Your goal » Among the records below, find the lines that hold the word "directory" and report how many there are, with no other words.

(Records from a collection)

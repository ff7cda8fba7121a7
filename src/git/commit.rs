//! Git commit and file change information

use anyhow::{Context, Result};
use chrono::{DateTime, FixedOffset, Offset, Utc};
use git2::{Commit, Delta, Diff, Patch, Repository};

use crate::git::SHORT_HASH_LEN;

/// Commit information structure
#[derive(Debug, Clone)]
pub struct CommitInfo {
    /// Full SHA-1 hash of the commit
    pub hash: String,
    /// Commit author name and email address
    pub author: String,
    /// Commit date with the author's timezone
    pub date: DateTime<FixedOffset>,
    /// The commit message as written by the author
    pub message: String,
    /// Files changed relative to the first parent
    pub file_changes: Vec<FileChange>,
}

/// Individual file change
#[derive(Debug, Clone, PartialEq, Eq)]
pub struct FileChange {
    /// Git status code (A=added, M=modified, D=deleted, R=renamed)
    pub status: String,
    /// Path to the file relative to repository root
    pub file: String,
    /// Lines added
    pub insertions: usize,
    /// Lines removed
    pub deletions: usize,
}

impl CommitInfo {
    /// Create CommitInfo from git2::Commit
    pub fn from_git_commit(repo: &Repository, commit: &Commit) -> Result<Self> {
        let hash = commit.id().to_string();

        let author = format!(
            "{} <{}>",
            commit.author().name().unwrap_or("Unknown"),
            commit.author().email().unwrap_or("unknown@example.com")
        );

        let timestamp = commit.author().when();
        let offset = FixedOffset::east_opt(timestamp.offset_minutes() * 60).unwrap_or(Utc.fix());
        let date = DateTime::from_timestamp(timestamp.seconds(), 0)
            .context("Invalid commit timestamp")?
            .with_timezone(&offset);

        let message = commit.message().unwrap_or("").to_string();

        let commit_tree = commit.tree().context("Failed to get commit tree")?;
        let parent_tree = if commit.parent_count() > 0 {
            Some(
                commit
                    .parent(0)
                    .context("Failed to get parent commit")?
                    .tree()
                    .context("Failed to get parent tree")?,
            )
        } else {
            None
        };

        // Initial commits diff against the empty tree
        let diff = repo
            .diff_tree_to_tree(parent_tree.as_ref(), Some(&commit_tree), None)
            .context("Failed to create diff")?;
        let file_changes = collect_file_changes(&diff)?;

        Ok(Self {
            hash,
            author,
            date,
            message,
            file_changes,
        })
    }

    /// Abbreviated commit hash
    pub fn short_hash(&self) -> &str {
        &self.hash[..SHORT_HASH_LEN.min(self.hash.len())]
    }

    /// First line of the commit message
    pub fn subject(&self) -> &str {
        self.message.lines().next().unwrap_or("").trim()
    }

    /// Message lines after the subject, trimmed
    pub fn body(&self) -> &str {
        match self.message.split_once('\n') {
            Some((_, rest)) => rest.trim(),
            None => "",
        }
    }
}

/// Collect per-file status and line counts from a diff
pub fn collect_file_changes(diff: &Diff<'_>) -> Result<Vec<FileChange>> {
    let mut changes = Vec::new();

    for (idx, delta) in diff.deltas().enumerate() {
        let status = match delta.status() {
            Delta::Added => "A",
            Delta::Deleted => "D",
            Delta::Modified => "M",
            Delta::Renamed => "R",
            Delta::Copied => "C",
            Delta::Typechange => "T",
            _ => "?",
        };

        let path = delta.new_file().path().or_else(|| delta.old_file().path());
        let Some(file) = path.map(|p| p.to_string_lossy().into_owned()) else {
            continue;
        };

        // Binary files have no patch
        let (insertions, deletions) = match Patch::from_diff(diff, idx)
            .with_context(|| format!("Failed to create patch for {file}"))?
        {
            Some(patch) => {
                let (_, insertions, deletions) = patch
                    .line_stats()
                    .with_context(|| format!("Failed to count lines for {file}"))?;
                (insertions, deletions)
            }
            None => (0, 0),
        };

        changes.push(FileChange {
            status: status.to_string(),
            file,
            insertions,
            deletions,
        });
    }

    Ok(changes)
}

#[cfg(test)]
mod tests {
    use super::*;
    use tempfile::TempDir;

    #[cfg(unix)]
    #[test]
    fn non_utf8_paths_are_kept() {
        let temp_dir = TempDir::new().unwrap();
        let repo = Repository::init(temp_dir.path()).unwrap();

        let blob = repo.blob(b"content\n").unwrap();
        let mut builder = repo.treebuilder(None).unwrap();
        builder.insert(b"caf\xe9.txt".to_vec(), blob, 0o100_644).unwrap();
        builder.insert("plain.txt", blob, 0o100_644).unwrap();
        let tree = repo.find_tree(builder.write().unwrap()).unwrap();

        let diff = repo.diff_tree_to_tree(None, Some(&tree), None).unwrap();
        let changes = collect_file_changes(&diff).unwrap();

        assert_eq!(changes.len(), 2);
        assert_eq!(changes[0].file, "caf\u{FFFD}.txt");
        assert_eq!(changes[0].status, "A");
        assert_eq!(changes[0].insertions, 1);
        assert_eq!(changes[1].file, "plain.txt");
    }
}
//! Disk-backed cache of generated summary and history artifacts.
//!
//! Artifacts are keyed by a revision specifier (`--current`, `--cached`, a
//! tag, a SHA or a range) and an [`ArtifactKind`], and live at
//! `<root>/<key>-<kind>.md`. Whether an artifact survives a write is decided
//! by the `verbose` flag passed to that write.

use std::fs;
use std::io::{self, Write};
use std::path::{Path, PathBuf};

use tempfile::NamedTempFile;
use tracing::{debug, info};

mod artifact;
mod error;

pub use artifact::ArtifactKind;
pub use error::CacheError;

use artifact::PendingArtifact;

/// Sentinel key for working tree changes against HEAD.
pub const CURRENT_KEY: &str = "--current";

/// Sentinel key for staged changes against HEAD.
pub const CACHED_KEY: &str = "--cached";

/// Cache directory relative to the project root.
pub const CACHE_DIR: &str = ".giv/cache";

/// Revision-keyed artifact store rooted at an explicit directory.
#[derive(Debug, Clone)]
pub struct RevisionCache {
    root: PathBuf,
}

impl RevisionCache {
    /// Creates a cache rooted at `root`. The directory is created lazily on
    /// the first write.
    pub fn new(root: impl Into<PathBuf>) -> Self {
        Self { root: root.into() }
    }

    /// Creates a cache at `<project_root>/.giv/cache`.
    pub fn in_project(project_root: &Path) -> Self {
        Self::new(project_root.join(CACHE_DIR))
    }

    /// Returns the cache directory.
    pub fn root(&self) -> &Path {
        &self.root
    }

    /// Returns the path of the artifact for `(key, kind)`.
    pub fn artifact_path(&self, key: &str, kind: ArtifactKind) -> Result<PathBuf, CacheError> {
        Ok(self.root.join(artifact::file_name(key, kind)?))
    }

    /// Writes `content` as the `kind` artifact for `key`.
    ///
    /// The artifact is kept only when `verbose` is set. A non-verbose write
    /// still replaces and then deletes the file, so a previously retained
    /// artifact for the same key does not survive it.
    pub fn store(
        &self,
        key: &str,
        kind: ArtifactKind,
        content: &str,
        verbose: bool,
    ) -> Result<(), CacheError> {
        let pending = PendingArtifact::new(self.artifact_path(key, kind)?, verbose);

        fs::create_dir_all(&self.root).map_err(|source| CacheError::CreateDir {
            path: self.root.clone(),
            source,
        })?;

        self.write_atomic(pending.path(), content)
            .map_err(|source| CacheError::Write {
                path: pending.path().to_path_buf(),
                source,
            })?;
        debug!(key, %kind, bytes = content.len(), "Wrote cache artifact");

        pending.settle()
    }

    /// Caches a generated summary for `key`.
    pub fn cache_summary(&self, key: &str, content: &str, verbose: bool) -> Result<(), CacheError> {
        self.store(key, ArtifactKind::Summary, content, verbose)
    }

    /// Caches a generated commit history document for `key`.
    pub fn cache_history(&self, key: &str, content: &str, verbose: bool) -> Result<(), CacheError> {
        self.store(key, ArtifactKind::History, content, verbose)
    }

    /// Reads a retained artifact, returning `None` when it does not exist.
    pub fn load(&self, key: &str, kind: ArtifactKind) -> Result<Option<String>, CacheError> {
        let path = self.artifact_path(key, kind)?;

        match fs::read_to_string(&path) {
            Ok(content) => {
                debug!(key, %kind, "Cache hit");
                Ok(Some(content))
            }
            Err(err) if err.kind() == io::ErrorKind::NotFound => {
                debug!(key, %kind, "Cache miss");
                Ok(None)
            }
            Err(source) => Err(CacheError::Read { path, source }),
        }
    }

    /// Removes every entry under the cache directory and returns how many
    /// were removed.
    ///
    /// A missing cache directory counts as already clear.
    pub fn clear(&self) -> Result<usize, CacheError> {
        let entries = match fs::read_dir(&self.root) {
            Ok(entries) => entries,
            Err(err) if err.kind() == io::ErrorKind::NotFound => {
                debug!(root = %self.root.display(), "Cache directory does not exist");
                return Ok(0);
            }
            Err(source) => {
                return Err(CacheError::Read {
                    path: self.root.clone(),
                    source,
                })
            }
        };

        let mut removed = 0;
        for entry in entries {
            let entry = entry.map_err(|source| CacheError::Read {
                path: self.root.clone(),
                source,
            })?;
            let path = entry.path();
            let is_dir = entry
                .file_type()
                .map(|t| t.is_dir())
                .map_err(|source| CacheError::Read {
                    path: path.clone(),
                    source,
                })?;

            let result = if is_dir {
                fs::remove_dir_all(&path)
            } else {
                fs::remove_file(&path)
            };
            result.map_err(|source| CacheError::Remove {
                path: path.clone(),
                source,
            })?;
            removed += 1;
        }

        info!(root = %self.root.display(), removed, "Cleared cache");
        Ok(removed)
    }

    /// Writes through a temporary file in the cache directory so readers
    /// never observe a partially written artifact.
    fn write_atomic(&self, path: &Path, content: &str) -> io::Result<()> {
        let mut file = NamedTempFile::new_in(&self.root)?;
        file.write_all(content.as_bytes())?;
        file.persist(path).map_err(|err| err.error)?;
        Ok(())
    }
}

Response to this exercise » 8